INSTRUCTIONS FOR THE TASK:
Using the listing below, report all lines holding the word "prefix".

--- --- ---

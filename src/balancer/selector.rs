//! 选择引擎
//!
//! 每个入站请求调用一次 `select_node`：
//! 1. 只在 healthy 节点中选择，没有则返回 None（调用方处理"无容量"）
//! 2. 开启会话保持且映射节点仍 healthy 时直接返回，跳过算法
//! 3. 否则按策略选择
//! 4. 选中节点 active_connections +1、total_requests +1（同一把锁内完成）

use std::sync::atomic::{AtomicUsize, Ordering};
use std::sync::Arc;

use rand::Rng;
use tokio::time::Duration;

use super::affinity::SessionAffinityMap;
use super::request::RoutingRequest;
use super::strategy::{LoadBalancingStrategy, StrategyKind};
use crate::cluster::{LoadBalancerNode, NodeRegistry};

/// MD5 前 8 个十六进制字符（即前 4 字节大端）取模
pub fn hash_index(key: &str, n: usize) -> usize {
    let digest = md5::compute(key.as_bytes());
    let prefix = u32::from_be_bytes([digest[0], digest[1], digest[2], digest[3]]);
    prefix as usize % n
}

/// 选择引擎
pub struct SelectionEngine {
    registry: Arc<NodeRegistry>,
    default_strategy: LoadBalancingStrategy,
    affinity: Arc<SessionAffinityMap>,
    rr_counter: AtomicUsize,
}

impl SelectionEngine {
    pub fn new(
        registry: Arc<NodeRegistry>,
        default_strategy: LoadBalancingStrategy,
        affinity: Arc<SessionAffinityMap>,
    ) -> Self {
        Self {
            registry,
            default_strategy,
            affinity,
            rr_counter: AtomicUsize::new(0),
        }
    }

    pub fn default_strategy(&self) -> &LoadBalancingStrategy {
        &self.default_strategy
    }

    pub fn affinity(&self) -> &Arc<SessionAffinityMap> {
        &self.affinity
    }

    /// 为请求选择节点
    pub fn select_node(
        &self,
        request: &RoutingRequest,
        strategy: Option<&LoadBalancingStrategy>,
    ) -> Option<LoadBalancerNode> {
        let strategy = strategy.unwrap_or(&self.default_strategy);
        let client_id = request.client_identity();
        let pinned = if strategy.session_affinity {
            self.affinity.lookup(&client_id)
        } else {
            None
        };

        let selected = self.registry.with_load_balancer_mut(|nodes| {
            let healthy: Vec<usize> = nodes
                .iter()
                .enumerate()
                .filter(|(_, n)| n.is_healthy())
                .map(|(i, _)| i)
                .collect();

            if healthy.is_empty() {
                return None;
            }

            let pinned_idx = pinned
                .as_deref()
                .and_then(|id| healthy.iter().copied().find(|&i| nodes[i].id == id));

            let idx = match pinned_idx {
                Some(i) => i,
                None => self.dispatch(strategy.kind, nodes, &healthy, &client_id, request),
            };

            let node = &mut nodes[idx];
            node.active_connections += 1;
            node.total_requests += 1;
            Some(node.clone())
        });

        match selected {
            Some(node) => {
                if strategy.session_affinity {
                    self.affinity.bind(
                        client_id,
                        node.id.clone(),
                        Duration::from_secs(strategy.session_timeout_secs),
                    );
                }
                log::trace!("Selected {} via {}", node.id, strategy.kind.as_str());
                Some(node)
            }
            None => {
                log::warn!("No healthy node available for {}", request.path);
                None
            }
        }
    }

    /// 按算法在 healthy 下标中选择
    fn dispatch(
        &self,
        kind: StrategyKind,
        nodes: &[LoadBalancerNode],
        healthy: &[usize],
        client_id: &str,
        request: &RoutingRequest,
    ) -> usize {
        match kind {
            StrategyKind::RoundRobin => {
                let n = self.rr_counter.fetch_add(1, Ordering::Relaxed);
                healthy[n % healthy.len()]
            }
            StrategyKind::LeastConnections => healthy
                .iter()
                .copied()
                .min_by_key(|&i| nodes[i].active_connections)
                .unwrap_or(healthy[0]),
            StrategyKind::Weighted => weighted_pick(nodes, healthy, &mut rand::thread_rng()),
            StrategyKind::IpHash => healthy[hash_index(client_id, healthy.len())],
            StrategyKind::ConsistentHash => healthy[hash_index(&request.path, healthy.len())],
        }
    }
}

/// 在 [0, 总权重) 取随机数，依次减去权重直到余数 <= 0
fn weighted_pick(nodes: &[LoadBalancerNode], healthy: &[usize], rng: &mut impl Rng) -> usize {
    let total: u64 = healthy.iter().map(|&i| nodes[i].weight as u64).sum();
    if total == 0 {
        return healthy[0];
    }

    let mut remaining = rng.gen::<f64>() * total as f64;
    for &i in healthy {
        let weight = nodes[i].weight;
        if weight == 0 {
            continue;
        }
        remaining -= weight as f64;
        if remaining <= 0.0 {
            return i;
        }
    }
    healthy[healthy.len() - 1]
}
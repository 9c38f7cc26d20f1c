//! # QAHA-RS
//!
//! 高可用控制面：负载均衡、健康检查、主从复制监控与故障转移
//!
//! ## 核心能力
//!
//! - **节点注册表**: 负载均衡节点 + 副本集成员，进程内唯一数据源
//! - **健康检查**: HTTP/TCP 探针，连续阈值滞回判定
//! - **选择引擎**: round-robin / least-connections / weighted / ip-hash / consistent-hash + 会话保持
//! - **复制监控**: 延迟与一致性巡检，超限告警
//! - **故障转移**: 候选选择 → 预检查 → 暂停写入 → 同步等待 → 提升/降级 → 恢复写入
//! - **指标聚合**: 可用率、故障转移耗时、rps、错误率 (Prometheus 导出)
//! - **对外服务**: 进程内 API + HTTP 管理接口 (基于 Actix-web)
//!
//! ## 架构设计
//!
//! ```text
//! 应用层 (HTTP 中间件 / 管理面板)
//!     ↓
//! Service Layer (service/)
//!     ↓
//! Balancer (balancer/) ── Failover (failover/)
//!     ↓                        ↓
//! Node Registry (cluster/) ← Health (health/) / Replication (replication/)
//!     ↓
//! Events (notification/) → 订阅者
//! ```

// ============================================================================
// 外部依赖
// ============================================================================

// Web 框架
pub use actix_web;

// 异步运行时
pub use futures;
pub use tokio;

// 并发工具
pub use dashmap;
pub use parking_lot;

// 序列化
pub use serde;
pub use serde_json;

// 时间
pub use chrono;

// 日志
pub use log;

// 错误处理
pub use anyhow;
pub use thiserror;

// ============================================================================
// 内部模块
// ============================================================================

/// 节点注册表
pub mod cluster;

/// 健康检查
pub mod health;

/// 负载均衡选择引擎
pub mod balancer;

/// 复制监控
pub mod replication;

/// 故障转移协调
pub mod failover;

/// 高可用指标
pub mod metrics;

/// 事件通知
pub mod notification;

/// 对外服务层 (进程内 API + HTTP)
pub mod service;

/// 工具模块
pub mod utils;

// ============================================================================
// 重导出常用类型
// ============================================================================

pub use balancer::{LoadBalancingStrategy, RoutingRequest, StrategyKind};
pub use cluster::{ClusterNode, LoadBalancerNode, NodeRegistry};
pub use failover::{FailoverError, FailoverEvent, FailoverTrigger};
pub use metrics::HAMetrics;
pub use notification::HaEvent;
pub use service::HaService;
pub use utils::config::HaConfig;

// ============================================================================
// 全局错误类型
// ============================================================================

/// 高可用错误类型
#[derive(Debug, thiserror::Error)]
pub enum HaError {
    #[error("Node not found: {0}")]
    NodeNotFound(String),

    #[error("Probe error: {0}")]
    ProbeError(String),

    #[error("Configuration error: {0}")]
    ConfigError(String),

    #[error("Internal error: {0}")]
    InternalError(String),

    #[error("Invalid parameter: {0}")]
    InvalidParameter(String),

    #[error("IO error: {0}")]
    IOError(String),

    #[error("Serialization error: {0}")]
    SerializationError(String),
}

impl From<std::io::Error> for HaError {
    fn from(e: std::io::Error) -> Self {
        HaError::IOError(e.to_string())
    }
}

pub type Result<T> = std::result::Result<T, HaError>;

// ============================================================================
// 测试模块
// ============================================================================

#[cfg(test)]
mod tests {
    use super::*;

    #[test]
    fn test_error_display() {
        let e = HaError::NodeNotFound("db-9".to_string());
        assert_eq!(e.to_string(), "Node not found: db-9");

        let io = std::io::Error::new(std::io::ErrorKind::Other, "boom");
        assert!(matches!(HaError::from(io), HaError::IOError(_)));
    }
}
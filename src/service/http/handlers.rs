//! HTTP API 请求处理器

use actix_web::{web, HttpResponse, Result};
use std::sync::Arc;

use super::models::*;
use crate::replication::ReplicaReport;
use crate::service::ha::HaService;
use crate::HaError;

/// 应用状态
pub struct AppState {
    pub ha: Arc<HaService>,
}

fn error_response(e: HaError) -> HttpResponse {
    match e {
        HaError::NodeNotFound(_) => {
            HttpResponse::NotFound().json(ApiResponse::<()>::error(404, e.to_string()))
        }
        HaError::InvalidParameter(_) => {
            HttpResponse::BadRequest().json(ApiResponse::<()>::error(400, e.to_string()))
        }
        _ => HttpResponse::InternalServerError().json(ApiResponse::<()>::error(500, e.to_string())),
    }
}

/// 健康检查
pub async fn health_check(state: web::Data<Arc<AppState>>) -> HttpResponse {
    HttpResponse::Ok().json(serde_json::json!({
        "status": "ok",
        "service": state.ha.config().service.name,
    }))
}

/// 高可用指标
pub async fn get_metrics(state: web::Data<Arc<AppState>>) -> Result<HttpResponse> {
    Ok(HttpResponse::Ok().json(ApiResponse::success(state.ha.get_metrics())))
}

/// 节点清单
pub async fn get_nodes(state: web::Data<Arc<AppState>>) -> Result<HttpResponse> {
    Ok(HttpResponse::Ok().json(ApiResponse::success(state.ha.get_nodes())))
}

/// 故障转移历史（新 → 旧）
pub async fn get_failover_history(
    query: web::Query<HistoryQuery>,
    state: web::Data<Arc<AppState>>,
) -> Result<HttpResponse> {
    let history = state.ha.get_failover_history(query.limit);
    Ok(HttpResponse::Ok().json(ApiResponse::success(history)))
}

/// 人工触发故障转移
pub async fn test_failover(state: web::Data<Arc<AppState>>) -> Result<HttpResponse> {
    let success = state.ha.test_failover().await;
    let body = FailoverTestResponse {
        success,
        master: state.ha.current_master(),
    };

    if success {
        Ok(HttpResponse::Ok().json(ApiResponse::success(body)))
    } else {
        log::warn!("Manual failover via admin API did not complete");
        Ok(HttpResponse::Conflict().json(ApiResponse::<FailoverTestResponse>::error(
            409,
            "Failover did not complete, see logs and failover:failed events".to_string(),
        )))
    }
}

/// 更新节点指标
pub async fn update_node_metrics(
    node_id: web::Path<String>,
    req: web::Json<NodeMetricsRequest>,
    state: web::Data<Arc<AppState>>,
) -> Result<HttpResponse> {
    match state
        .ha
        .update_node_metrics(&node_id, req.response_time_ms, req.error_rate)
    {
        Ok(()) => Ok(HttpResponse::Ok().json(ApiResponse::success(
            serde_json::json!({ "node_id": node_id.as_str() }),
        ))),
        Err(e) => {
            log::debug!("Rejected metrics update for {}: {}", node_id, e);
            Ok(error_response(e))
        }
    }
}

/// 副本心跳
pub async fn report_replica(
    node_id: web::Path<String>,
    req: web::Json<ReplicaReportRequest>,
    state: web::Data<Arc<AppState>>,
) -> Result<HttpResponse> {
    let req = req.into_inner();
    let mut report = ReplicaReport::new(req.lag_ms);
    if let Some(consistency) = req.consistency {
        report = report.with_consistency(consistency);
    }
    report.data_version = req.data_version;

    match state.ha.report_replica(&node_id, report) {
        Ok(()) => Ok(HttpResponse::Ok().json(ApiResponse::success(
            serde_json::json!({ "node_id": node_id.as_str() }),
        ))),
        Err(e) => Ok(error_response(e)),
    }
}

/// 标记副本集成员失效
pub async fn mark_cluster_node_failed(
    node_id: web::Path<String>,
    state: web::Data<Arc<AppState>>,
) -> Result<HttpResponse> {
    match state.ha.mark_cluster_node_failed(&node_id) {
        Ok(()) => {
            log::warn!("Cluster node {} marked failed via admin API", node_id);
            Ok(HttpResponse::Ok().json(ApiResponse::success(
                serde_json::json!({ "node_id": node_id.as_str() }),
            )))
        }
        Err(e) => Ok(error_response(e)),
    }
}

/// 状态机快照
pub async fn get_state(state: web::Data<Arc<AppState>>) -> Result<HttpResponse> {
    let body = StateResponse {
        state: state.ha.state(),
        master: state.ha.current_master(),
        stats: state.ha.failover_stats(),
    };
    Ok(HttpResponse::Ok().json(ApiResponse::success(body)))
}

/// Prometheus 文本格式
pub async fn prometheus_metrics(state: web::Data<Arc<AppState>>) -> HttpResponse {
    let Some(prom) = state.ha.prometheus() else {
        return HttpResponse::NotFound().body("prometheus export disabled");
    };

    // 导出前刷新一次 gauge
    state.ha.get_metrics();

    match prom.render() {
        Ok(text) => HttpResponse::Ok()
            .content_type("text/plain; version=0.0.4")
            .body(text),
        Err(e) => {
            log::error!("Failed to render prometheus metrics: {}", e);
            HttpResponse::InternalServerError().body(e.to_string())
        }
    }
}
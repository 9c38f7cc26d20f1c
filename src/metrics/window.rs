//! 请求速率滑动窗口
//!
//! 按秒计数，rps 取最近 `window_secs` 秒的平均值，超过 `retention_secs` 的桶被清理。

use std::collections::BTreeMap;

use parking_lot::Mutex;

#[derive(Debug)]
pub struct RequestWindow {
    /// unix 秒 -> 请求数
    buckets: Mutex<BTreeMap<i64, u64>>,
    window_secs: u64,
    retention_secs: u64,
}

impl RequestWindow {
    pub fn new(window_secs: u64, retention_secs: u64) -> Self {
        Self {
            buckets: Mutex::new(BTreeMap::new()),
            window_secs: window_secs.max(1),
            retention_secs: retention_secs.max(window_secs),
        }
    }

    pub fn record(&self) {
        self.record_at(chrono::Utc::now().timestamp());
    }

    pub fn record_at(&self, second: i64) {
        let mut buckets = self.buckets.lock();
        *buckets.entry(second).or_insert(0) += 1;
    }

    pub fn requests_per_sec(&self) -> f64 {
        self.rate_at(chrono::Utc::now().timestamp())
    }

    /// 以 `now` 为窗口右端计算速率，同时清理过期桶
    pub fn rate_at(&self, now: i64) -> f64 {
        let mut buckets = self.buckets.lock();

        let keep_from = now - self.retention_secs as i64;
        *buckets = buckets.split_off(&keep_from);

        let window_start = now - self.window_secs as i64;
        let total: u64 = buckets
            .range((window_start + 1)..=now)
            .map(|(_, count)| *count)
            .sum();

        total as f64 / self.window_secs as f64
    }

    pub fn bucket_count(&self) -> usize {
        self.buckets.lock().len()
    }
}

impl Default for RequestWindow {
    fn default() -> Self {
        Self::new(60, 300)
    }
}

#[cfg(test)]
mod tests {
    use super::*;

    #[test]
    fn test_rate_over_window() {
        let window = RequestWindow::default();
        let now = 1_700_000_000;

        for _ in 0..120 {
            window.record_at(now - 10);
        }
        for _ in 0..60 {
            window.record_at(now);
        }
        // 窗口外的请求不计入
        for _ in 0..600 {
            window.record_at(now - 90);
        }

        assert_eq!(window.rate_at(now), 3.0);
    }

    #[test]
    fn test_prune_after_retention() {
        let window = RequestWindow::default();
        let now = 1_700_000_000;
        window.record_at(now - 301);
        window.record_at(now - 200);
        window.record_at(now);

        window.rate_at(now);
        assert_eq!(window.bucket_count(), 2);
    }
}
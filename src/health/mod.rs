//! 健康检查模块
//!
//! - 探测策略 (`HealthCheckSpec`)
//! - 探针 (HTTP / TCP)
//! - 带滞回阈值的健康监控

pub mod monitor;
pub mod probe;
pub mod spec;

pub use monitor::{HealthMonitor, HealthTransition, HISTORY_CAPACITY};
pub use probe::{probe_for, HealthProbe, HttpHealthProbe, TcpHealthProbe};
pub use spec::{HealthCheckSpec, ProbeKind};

--- --- ---

FINISHED TASK:
    let prefix = u32::from_be_bytes([digest[0], digest[1], digest[2], digest[3]]);
    prefix as usize % n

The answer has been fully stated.